Extract every line below that contains the word "ExecutionError".
===== Data for this task
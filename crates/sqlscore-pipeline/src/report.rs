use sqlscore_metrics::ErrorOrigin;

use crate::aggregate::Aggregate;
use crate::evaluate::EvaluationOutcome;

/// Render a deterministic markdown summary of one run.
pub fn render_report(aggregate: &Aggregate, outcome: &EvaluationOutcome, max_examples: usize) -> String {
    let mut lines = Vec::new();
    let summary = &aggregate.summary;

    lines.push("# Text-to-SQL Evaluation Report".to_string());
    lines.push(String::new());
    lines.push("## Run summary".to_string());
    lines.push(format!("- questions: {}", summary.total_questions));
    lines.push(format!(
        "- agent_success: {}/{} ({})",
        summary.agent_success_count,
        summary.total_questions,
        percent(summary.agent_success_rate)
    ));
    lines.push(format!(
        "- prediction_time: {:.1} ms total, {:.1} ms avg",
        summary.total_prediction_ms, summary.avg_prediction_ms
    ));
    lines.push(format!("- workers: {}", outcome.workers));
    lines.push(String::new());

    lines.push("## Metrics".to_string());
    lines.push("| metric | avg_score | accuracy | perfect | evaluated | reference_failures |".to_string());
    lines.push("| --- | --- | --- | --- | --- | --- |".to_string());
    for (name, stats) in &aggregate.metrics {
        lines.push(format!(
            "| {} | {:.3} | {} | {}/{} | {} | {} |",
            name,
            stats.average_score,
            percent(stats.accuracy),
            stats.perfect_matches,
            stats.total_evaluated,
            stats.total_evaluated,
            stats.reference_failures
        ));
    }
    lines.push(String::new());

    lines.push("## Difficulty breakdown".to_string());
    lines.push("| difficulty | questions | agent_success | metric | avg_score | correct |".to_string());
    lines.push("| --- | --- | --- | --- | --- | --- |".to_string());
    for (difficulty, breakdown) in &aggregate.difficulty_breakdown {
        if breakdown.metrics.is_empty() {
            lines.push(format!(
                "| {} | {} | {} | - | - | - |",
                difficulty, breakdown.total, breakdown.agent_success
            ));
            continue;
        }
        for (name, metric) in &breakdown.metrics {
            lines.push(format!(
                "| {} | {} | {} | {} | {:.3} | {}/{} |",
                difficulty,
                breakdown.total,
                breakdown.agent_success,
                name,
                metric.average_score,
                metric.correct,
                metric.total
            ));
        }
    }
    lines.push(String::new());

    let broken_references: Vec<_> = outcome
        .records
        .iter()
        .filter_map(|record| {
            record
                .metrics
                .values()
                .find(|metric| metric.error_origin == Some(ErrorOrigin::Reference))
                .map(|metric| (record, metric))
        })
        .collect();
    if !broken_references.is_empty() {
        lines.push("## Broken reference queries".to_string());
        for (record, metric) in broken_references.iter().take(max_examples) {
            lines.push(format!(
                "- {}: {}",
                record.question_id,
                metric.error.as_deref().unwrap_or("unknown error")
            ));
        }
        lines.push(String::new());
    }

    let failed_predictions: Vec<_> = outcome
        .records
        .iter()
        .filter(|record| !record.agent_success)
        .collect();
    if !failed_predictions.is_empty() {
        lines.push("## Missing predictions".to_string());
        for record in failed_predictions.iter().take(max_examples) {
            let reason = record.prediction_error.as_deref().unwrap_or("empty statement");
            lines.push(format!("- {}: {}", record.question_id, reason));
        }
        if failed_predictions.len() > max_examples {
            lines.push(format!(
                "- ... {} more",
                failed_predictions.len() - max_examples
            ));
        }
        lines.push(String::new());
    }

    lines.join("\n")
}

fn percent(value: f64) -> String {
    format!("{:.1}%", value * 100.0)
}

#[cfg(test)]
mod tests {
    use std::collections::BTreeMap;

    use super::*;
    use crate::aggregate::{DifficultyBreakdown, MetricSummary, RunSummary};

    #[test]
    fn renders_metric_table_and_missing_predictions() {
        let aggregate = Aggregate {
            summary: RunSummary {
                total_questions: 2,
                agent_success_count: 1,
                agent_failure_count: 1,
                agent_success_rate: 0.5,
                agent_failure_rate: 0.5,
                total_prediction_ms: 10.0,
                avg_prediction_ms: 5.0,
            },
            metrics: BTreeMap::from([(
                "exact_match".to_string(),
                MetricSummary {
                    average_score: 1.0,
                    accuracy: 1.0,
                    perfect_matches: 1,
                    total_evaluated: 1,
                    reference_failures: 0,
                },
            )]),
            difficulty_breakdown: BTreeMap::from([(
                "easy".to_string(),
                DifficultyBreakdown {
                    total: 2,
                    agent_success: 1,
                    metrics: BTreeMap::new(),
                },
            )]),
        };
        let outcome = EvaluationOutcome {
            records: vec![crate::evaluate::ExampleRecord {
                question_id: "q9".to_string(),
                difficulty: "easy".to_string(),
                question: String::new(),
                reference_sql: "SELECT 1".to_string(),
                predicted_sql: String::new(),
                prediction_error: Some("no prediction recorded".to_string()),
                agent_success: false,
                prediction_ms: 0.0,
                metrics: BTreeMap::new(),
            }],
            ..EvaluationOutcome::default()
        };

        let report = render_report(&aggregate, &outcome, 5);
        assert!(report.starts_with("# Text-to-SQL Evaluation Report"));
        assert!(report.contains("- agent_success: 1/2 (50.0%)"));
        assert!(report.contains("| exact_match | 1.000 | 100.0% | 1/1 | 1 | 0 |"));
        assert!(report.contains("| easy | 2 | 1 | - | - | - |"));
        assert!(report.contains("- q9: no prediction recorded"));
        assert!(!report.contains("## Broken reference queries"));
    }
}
==========
===== Data for this task
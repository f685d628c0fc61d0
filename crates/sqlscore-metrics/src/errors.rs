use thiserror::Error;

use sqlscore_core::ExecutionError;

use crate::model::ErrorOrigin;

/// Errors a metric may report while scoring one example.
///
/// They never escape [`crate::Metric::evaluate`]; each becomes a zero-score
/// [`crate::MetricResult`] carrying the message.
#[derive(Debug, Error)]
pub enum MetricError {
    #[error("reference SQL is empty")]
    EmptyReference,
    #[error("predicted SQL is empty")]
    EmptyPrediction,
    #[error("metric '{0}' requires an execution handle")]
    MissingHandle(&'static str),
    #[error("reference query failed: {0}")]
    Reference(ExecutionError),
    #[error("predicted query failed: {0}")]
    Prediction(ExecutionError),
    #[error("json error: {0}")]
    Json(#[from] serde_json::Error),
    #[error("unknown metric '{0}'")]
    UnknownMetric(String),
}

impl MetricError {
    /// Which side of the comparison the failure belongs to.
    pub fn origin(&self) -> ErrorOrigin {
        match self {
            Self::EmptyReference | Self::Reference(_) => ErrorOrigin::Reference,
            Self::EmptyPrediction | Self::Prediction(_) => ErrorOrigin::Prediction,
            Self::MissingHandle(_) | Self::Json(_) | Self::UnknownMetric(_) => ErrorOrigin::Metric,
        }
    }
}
==========
:: Exercise output ::
use sqlscore_core::ExecutionError;
    Reference(ExecutionError),
    Prediction(ExecutionError),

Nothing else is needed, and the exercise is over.